[[ TASK INPUTS open ]]

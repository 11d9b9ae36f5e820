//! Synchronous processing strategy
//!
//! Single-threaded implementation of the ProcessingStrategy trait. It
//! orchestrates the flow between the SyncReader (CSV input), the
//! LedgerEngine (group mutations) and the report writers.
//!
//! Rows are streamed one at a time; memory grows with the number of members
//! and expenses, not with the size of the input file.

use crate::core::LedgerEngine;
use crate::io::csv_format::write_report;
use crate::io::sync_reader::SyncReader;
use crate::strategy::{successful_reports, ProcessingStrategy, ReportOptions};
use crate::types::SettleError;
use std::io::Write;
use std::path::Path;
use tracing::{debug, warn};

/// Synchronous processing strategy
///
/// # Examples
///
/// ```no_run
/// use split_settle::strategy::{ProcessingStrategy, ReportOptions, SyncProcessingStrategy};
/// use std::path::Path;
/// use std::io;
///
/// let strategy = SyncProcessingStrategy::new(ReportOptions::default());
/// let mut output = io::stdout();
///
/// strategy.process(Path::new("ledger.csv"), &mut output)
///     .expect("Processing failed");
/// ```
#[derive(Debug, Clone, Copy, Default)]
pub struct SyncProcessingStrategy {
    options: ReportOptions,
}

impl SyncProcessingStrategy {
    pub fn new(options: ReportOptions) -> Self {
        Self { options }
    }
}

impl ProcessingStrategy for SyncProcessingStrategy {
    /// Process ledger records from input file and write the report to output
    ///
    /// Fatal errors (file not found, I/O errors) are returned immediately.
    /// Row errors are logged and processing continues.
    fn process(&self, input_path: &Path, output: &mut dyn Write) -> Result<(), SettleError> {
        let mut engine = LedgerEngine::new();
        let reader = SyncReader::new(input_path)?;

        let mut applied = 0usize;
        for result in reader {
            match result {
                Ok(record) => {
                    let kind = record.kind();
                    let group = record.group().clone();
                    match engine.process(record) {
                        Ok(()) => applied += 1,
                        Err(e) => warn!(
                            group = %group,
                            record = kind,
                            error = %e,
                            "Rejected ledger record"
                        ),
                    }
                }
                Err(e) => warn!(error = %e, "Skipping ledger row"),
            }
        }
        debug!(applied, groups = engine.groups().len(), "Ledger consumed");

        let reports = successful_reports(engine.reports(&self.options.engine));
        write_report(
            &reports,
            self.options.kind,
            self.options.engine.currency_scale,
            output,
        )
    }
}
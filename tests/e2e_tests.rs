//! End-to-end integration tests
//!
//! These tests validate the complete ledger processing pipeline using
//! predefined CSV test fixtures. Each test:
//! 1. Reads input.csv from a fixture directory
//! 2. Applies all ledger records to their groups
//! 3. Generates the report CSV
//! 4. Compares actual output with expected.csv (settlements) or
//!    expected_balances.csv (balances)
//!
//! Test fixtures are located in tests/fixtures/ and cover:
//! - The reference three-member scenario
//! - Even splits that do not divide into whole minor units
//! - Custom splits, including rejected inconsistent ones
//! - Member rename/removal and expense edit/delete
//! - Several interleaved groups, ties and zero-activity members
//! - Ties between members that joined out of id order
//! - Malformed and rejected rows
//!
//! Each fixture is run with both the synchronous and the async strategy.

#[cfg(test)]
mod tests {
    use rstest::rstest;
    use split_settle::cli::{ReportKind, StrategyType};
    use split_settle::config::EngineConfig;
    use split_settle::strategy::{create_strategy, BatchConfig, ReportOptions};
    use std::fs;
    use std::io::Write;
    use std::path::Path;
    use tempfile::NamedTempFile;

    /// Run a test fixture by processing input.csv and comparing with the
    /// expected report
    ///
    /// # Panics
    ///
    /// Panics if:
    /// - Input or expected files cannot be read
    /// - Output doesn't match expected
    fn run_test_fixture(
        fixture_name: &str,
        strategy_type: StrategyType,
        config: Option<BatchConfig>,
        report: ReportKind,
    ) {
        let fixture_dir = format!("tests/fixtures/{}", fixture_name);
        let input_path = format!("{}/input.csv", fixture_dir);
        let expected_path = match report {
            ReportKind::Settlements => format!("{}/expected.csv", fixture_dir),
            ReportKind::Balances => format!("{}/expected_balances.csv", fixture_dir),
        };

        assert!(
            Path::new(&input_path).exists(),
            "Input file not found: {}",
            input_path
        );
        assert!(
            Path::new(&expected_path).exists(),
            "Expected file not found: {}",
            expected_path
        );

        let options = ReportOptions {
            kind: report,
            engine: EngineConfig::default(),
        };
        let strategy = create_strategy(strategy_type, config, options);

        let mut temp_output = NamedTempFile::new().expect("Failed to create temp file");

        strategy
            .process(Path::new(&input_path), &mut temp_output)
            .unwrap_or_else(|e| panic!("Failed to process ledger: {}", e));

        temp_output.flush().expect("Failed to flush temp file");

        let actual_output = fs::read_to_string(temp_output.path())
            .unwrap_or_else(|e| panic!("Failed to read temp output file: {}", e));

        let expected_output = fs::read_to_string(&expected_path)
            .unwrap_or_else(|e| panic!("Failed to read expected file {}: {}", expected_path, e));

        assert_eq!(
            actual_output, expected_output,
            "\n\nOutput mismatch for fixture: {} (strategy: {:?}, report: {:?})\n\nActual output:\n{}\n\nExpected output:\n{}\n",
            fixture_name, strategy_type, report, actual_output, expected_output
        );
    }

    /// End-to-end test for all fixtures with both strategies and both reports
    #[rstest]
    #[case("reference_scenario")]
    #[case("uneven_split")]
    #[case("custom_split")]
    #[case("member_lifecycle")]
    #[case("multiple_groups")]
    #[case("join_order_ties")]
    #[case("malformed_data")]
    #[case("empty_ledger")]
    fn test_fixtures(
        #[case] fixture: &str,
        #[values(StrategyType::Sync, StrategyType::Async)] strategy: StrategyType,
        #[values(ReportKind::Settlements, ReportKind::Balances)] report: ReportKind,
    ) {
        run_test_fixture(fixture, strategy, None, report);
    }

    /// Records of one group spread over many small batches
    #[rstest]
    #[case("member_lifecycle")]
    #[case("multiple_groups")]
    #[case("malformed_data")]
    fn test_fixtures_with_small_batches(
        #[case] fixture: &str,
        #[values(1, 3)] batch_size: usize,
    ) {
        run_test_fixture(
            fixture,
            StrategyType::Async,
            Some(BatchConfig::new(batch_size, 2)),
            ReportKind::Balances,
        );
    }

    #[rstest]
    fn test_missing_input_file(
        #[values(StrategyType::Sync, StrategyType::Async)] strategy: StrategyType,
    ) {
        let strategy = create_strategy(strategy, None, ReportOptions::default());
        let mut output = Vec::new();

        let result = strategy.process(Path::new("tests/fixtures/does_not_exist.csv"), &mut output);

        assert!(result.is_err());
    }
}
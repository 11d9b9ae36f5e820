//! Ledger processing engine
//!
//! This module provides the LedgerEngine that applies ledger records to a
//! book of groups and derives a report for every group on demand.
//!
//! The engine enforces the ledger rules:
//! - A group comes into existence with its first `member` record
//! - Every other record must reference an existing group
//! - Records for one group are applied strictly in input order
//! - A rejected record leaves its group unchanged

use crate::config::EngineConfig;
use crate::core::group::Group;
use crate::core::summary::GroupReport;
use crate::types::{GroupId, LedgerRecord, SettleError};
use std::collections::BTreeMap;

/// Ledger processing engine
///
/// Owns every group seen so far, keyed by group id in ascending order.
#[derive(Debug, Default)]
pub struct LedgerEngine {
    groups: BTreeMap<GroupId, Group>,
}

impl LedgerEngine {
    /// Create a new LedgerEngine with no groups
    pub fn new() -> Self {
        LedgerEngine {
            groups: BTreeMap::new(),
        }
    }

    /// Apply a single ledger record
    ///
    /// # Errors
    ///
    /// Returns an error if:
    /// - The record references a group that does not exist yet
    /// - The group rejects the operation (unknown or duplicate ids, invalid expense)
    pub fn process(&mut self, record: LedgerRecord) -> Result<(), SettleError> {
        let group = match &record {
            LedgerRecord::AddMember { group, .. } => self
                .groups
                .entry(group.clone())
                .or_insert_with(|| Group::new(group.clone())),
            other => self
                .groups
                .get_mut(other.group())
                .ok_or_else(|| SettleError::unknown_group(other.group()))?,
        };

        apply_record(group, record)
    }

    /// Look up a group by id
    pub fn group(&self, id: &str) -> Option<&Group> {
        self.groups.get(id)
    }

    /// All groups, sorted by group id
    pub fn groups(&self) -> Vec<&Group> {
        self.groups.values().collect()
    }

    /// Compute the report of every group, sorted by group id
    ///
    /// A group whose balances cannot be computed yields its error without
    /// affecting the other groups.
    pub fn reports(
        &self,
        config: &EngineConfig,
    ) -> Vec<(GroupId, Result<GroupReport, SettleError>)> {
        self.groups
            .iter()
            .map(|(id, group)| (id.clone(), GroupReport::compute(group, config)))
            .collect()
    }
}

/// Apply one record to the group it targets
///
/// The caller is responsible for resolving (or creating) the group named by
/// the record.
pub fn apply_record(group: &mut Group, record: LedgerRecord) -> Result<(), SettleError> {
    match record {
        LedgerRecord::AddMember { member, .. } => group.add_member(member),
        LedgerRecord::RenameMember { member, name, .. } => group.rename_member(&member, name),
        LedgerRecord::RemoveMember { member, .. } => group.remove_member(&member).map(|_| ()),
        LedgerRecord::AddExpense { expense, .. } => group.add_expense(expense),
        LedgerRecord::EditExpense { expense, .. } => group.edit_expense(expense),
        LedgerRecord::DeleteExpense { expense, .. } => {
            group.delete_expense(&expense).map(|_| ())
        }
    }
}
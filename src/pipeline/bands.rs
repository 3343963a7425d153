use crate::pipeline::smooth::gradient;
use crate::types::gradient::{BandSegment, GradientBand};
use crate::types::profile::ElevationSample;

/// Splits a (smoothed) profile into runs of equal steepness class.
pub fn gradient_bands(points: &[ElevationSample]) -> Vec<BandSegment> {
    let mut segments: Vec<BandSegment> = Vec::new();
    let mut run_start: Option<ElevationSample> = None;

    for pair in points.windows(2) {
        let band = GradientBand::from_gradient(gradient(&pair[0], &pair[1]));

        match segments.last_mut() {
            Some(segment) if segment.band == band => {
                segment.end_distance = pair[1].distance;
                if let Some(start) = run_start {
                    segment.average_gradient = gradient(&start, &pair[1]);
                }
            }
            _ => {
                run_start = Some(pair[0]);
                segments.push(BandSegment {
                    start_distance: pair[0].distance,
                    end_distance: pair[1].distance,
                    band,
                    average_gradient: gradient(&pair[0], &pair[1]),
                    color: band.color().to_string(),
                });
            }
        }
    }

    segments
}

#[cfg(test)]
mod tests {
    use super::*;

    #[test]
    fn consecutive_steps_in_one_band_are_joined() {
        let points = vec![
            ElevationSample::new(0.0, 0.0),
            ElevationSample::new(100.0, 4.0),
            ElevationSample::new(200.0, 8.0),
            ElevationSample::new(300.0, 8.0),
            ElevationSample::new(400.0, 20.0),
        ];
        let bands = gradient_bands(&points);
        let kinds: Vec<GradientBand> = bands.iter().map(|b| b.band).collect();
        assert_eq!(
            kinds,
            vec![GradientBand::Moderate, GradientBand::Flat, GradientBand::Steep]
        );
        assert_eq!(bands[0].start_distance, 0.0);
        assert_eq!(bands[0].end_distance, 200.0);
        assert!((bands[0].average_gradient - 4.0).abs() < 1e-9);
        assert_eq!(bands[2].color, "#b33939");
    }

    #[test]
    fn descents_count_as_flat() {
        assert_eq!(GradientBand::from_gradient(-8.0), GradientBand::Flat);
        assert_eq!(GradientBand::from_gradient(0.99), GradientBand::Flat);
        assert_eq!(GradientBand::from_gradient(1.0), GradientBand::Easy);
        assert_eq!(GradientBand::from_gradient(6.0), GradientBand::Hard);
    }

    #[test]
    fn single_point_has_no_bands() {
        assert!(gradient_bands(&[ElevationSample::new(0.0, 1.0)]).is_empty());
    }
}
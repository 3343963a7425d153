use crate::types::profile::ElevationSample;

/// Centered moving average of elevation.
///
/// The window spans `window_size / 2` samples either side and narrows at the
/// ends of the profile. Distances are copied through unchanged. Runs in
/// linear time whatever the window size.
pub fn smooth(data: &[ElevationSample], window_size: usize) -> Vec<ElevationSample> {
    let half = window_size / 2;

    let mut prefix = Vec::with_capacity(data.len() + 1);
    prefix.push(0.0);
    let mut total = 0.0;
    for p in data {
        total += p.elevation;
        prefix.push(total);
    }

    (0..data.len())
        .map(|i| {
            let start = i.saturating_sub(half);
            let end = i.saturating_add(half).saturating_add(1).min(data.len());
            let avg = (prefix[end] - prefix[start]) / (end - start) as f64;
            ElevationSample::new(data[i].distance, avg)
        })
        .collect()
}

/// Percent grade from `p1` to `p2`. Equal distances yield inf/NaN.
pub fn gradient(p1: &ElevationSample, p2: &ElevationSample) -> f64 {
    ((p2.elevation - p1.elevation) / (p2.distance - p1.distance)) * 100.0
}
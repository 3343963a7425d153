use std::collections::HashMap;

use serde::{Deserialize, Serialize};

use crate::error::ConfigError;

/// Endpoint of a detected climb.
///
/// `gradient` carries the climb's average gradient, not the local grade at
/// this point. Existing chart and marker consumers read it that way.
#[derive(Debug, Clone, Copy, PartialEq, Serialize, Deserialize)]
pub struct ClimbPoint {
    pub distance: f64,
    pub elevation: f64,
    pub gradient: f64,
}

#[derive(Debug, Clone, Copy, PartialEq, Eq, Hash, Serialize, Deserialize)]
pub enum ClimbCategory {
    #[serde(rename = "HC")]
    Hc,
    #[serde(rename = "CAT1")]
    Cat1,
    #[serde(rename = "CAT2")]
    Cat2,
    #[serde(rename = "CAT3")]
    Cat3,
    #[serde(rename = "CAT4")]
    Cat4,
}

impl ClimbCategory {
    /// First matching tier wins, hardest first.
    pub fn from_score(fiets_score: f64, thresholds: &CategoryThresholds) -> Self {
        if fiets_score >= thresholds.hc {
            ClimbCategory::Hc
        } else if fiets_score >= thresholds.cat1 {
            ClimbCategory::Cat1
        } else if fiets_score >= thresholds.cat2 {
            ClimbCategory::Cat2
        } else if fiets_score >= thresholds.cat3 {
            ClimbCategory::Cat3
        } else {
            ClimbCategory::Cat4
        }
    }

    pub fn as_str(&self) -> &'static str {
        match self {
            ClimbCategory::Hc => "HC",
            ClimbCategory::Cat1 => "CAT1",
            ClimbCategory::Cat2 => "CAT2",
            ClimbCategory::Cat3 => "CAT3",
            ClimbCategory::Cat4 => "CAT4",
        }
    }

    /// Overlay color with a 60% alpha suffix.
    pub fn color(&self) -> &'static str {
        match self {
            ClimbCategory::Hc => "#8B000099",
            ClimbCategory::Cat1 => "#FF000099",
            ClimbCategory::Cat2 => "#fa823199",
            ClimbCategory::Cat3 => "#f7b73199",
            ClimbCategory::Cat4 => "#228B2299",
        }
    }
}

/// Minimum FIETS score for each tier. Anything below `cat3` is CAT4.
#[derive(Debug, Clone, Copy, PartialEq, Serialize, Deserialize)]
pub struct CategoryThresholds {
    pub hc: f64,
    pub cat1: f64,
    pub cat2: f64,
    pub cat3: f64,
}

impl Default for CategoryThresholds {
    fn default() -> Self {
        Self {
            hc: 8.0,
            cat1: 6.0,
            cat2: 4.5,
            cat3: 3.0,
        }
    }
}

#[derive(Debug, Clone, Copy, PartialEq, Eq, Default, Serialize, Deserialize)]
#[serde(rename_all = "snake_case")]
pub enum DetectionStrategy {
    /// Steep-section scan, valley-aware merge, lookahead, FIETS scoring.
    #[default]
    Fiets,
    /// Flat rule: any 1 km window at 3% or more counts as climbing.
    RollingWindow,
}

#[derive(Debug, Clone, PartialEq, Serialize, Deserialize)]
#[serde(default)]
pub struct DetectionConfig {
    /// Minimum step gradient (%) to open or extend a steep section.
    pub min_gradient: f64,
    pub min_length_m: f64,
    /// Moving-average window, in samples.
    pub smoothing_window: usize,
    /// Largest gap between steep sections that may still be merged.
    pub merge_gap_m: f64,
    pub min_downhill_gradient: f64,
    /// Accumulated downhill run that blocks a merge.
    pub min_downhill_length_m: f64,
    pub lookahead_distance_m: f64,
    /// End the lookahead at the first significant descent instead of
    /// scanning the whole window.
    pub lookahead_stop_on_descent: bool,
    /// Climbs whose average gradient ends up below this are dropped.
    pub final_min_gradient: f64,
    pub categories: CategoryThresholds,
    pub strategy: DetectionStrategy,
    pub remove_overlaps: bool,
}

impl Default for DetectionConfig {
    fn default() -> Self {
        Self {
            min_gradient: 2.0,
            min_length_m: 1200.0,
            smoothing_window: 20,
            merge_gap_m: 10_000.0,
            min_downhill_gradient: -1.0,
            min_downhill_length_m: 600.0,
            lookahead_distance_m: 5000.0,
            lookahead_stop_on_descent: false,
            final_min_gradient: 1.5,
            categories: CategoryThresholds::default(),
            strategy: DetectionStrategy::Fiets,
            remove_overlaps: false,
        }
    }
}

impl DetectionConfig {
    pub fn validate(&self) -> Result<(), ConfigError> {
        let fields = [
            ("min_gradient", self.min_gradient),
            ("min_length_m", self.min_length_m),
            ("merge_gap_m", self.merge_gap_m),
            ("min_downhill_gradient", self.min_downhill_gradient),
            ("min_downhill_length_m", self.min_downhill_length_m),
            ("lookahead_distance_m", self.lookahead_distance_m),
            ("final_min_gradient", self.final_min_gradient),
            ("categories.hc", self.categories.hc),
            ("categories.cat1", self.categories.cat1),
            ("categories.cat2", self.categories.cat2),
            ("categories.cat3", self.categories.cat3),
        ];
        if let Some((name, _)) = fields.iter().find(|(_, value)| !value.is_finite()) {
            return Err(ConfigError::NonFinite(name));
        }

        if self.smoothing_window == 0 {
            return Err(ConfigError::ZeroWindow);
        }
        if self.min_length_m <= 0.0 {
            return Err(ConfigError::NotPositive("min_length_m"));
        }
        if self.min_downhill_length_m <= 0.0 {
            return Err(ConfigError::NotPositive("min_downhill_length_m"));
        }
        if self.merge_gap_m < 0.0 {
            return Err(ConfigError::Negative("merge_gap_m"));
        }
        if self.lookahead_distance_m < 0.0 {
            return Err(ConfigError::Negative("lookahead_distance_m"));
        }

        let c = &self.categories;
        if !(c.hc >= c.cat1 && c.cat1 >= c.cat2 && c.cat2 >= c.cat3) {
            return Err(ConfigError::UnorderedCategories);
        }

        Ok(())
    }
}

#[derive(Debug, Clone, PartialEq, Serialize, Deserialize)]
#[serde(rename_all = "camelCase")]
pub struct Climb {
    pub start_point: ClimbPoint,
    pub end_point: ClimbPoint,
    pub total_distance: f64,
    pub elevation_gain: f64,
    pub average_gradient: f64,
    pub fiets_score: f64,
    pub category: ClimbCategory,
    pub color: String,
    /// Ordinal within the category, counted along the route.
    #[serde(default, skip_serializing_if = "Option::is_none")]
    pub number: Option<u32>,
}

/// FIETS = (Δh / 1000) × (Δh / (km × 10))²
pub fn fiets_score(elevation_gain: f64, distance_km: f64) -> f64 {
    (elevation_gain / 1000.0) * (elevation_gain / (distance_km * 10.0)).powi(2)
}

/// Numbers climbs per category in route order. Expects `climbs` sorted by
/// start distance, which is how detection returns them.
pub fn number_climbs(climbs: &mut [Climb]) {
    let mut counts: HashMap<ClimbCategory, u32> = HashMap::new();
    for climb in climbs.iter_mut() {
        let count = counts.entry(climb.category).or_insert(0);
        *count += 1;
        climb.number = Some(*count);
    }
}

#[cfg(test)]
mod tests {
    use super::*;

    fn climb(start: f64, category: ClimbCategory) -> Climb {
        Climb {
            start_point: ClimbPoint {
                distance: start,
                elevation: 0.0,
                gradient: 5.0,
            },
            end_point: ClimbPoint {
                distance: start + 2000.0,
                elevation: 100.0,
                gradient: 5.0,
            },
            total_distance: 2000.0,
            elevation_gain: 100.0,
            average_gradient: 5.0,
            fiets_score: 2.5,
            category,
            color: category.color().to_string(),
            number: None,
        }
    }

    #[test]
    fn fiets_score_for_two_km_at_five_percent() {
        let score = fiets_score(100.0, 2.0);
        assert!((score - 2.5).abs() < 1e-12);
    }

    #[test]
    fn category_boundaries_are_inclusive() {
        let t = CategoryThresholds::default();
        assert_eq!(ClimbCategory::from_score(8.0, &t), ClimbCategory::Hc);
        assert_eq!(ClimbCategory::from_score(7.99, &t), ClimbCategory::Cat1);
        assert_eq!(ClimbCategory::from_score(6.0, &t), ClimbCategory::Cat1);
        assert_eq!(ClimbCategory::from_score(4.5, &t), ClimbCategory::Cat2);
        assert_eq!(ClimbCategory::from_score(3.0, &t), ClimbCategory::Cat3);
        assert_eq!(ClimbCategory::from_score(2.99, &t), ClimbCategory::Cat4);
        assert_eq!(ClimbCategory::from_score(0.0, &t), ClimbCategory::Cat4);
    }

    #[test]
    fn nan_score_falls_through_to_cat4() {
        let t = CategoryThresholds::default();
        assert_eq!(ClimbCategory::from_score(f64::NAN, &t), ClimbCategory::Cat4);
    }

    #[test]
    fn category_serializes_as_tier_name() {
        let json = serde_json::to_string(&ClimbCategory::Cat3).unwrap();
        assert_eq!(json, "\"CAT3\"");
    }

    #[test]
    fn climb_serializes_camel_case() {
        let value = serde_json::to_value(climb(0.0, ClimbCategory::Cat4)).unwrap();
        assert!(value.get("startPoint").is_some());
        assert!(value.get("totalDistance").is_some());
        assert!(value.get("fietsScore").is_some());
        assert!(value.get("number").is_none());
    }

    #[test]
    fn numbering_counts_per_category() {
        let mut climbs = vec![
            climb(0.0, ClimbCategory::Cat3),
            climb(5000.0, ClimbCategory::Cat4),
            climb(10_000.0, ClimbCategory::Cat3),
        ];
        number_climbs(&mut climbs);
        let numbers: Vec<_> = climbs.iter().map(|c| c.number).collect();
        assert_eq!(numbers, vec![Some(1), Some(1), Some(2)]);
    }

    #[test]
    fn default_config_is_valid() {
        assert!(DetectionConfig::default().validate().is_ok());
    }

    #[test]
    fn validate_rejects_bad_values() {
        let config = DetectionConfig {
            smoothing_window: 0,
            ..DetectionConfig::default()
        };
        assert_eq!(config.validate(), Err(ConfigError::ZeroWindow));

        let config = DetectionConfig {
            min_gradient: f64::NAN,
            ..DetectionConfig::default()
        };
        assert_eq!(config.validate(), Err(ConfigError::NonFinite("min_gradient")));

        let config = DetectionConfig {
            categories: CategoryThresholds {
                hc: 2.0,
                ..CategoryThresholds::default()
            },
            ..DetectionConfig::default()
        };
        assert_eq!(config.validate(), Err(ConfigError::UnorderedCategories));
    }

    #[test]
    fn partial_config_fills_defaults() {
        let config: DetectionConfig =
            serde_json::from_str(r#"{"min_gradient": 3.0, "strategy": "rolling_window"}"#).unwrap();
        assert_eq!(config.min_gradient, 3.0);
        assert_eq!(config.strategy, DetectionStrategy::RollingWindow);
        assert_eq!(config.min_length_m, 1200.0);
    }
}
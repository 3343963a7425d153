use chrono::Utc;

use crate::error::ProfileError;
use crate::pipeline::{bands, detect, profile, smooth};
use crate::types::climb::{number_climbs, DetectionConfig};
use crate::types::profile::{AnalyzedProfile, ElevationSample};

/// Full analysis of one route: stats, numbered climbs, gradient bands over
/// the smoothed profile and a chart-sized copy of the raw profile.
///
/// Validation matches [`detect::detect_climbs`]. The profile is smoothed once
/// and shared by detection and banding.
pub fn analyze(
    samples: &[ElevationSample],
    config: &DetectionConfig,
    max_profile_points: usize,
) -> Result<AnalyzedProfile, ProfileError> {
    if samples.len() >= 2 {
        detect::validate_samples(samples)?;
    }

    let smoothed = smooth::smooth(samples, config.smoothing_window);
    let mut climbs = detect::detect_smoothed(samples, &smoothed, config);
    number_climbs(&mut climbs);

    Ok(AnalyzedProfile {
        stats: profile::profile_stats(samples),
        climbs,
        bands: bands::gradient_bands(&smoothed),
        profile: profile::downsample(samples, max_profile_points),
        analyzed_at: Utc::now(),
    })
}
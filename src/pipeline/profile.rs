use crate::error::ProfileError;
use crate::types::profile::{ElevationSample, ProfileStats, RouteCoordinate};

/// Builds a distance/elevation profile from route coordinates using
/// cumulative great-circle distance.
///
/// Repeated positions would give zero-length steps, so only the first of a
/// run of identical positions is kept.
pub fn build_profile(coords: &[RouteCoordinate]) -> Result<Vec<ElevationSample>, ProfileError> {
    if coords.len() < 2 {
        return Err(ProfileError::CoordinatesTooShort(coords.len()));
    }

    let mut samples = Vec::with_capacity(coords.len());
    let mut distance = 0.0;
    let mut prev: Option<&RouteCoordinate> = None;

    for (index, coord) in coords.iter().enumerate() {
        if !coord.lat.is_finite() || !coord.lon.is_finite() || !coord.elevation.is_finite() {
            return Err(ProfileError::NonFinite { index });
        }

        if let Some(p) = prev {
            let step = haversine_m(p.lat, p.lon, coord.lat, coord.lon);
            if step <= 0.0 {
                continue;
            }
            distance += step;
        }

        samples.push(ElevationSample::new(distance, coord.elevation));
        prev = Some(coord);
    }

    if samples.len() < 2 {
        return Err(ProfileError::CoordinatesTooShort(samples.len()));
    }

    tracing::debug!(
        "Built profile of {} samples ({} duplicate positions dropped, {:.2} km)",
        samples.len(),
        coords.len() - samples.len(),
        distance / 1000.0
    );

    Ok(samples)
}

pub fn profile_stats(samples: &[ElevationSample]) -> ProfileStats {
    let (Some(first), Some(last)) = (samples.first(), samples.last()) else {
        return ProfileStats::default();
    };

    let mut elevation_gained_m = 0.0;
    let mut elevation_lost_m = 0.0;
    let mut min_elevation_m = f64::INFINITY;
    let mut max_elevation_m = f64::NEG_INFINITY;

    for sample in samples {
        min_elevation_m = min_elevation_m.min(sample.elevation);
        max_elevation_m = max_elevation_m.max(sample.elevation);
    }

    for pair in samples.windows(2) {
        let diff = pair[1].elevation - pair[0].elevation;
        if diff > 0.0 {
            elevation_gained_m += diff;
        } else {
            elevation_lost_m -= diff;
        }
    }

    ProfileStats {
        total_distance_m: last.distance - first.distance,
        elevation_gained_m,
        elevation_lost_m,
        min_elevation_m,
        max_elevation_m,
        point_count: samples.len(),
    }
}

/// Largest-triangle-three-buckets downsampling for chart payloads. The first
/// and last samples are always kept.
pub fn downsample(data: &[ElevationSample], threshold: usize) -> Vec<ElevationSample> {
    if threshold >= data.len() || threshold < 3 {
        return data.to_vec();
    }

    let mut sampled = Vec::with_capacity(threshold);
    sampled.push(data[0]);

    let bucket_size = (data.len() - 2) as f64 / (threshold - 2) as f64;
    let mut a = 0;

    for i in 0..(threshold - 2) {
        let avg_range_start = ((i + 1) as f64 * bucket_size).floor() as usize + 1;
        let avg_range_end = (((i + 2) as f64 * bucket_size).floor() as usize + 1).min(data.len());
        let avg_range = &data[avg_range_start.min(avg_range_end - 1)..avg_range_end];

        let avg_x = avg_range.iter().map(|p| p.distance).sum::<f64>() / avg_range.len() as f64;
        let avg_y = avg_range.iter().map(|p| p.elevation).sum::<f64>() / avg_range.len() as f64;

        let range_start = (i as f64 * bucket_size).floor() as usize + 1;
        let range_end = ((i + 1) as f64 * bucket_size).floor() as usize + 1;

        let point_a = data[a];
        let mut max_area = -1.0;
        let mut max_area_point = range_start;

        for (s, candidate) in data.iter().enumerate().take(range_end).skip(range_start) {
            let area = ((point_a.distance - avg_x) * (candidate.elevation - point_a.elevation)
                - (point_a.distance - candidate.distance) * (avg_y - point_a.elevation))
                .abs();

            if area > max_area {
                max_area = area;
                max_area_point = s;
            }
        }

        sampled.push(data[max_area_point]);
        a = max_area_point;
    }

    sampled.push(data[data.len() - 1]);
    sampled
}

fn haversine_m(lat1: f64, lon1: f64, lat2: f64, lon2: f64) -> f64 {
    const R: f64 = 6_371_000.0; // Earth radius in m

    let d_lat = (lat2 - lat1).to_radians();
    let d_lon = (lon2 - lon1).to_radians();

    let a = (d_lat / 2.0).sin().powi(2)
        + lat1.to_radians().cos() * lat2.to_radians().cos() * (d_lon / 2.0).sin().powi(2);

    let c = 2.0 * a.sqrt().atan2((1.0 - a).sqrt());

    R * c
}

[[ TASK INPUTS closed ]]

YOUR TASK — Everything from the line with "let avg_x = avg_range.iter().map(|p|" through the line with "let avg_y = avg_range.iter().map(|p|" should be written out exactly as it appears above, end lines included, and nothing outside that range.

RESULT —
        let avg_x = avg_range.iter().map(|p| p.distance).sum::<f64>() / avg_range.len() as f64;
        let avg_y = avg_range.iter().map(|p| p.elevation).sum::<f64>() / avg_range.len() as f64;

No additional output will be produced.